### [Task details]
All entries that follow are to be printed exactly as written.

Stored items
Content starts
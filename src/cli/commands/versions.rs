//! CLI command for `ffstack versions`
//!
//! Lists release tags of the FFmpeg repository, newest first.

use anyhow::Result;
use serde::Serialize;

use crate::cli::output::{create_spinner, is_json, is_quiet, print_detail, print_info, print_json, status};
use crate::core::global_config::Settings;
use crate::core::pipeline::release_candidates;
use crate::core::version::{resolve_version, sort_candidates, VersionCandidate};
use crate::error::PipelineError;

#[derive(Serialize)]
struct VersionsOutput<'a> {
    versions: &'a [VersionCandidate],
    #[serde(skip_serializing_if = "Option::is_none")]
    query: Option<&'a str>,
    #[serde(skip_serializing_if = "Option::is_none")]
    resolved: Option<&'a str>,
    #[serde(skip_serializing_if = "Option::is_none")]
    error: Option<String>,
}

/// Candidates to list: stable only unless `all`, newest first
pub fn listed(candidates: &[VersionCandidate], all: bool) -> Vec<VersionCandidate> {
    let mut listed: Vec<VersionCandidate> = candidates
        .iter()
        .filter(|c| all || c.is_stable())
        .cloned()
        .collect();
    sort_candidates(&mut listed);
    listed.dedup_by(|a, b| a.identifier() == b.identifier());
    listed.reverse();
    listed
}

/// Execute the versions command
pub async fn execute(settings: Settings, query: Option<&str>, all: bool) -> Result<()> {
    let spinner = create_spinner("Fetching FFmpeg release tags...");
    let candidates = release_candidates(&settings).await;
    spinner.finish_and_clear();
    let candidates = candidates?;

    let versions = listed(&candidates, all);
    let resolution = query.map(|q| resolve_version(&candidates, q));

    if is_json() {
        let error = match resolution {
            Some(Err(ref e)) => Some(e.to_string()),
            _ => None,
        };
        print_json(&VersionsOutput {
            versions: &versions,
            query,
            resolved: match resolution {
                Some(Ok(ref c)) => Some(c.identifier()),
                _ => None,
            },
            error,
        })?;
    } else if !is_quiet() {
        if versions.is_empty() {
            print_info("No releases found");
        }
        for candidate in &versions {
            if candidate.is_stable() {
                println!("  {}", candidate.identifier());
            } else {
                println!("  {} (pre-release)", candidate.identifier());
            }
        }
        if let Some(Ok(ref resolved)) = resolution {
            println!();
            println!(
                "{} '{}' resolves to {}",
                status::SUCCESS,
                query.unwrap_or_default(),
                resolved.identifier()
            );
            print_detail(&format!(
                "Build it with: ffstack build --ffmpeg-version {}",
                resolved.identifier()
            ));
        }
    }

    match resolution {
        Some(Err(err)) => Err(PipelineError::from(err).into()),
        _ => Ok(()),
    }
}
Content ends
### [Task solution]
filename src/cli/commands/versions.rs
//! CLI command for `ffstack versions`
//!
//! Lists release tags of the FFmpeg repository, newest first.

use anyhow::Result;
use serde::Serialize;

use crate::cli::output::{create_spinner, is_json, is_quiet, print_detail, print_info, print_json, status};
use crate::core::global_config::Settings;
use crate::core::pipeline::release_candidates;
use crate::core::version::{resolve_version, sort_candidates, VersionCandidate};
use crate::error::PipelineError;

#[derive(Serialize)]
struct VersionsOutput<'a> {
    versions: &'a [VersionCandidate],
    #[serde(skip_serializing_if = "Option::is_none")]
    query: Option<&'a str>,
    #[serde(skip_serializing_if = "Option::is_none")]
    resolved: Option<&'a str>,
    #[serde(skip_serializing_if = "Option::is_none")]
    error: Option<String>,
}

/// Candidates to list: stable only unless `all`, newest first
pub fn listed(candidates: &[VersionCandidate], all: bool) -> Vec<VersionCandidate> {
    let mut listed: Vec<VersionCandidate> = candidates
        .iter()
        .filter(|c| all || c.is_stable())
        .cloned()
        .collect();
    sort_candidates(&mut listed);
    listed.dedup_by(|a, b| a.identifier() == b.identifier());
    listed.reverse();
    listed
}

/// Execute the versions command
pub async fn execute(settings: Settings, query: Option<&str>, all: bool) -> Result<()> {
    let spinner = create_spinner("Fetching FFmpeg release tags...");
    let candidates = release_candidates(&settings).await;
    spinner.finish_and_clear();
    let candidates = candidates?;

    let versions = listed(&candidates, all);
    let resolution = query.map(|q| resolve_version(&candidates, q));

    if is_json() {
        let error = match resolution {
            Some(Err(ref e)) => Some(e.to_string()),
            _ => None,
        };
        print_json(&VersionsOutput {
            versions: &versions,
            query,
            resolved: match resolution {
                Some(Ok(ref c)) => Some(c.identifier()),
                _ => None,
            },
            error,
        })?;
    } else if !is_quiet() {
        if versions.is_empty() {
            print_info("No releases found");
        }
        for candidate in &versions {
            if candidate.is_stable() {
                println!("  {}", candidate.identifier());
            } else {
                println!("  {} (pre-release)", candidate.identifier());
            }
        }
        if let Some(Ok(ref resolved)) = resolution {
            println!();
            println!(
                "{} '{}' resolves to {}",
                status::SUCCESS,
                query.unwrap_or_default(),
                resolved.identifier()
            );
            print_detail(&format!(
                "Build it with: ffstack build --ffmpeg-version {}",
                resolved.identifier()
            ));
        }
    }

    match resolution {
        Some(Err(err)) => Err(PipelineError::from(err).into()),
        _ => Ok(()),
    }
}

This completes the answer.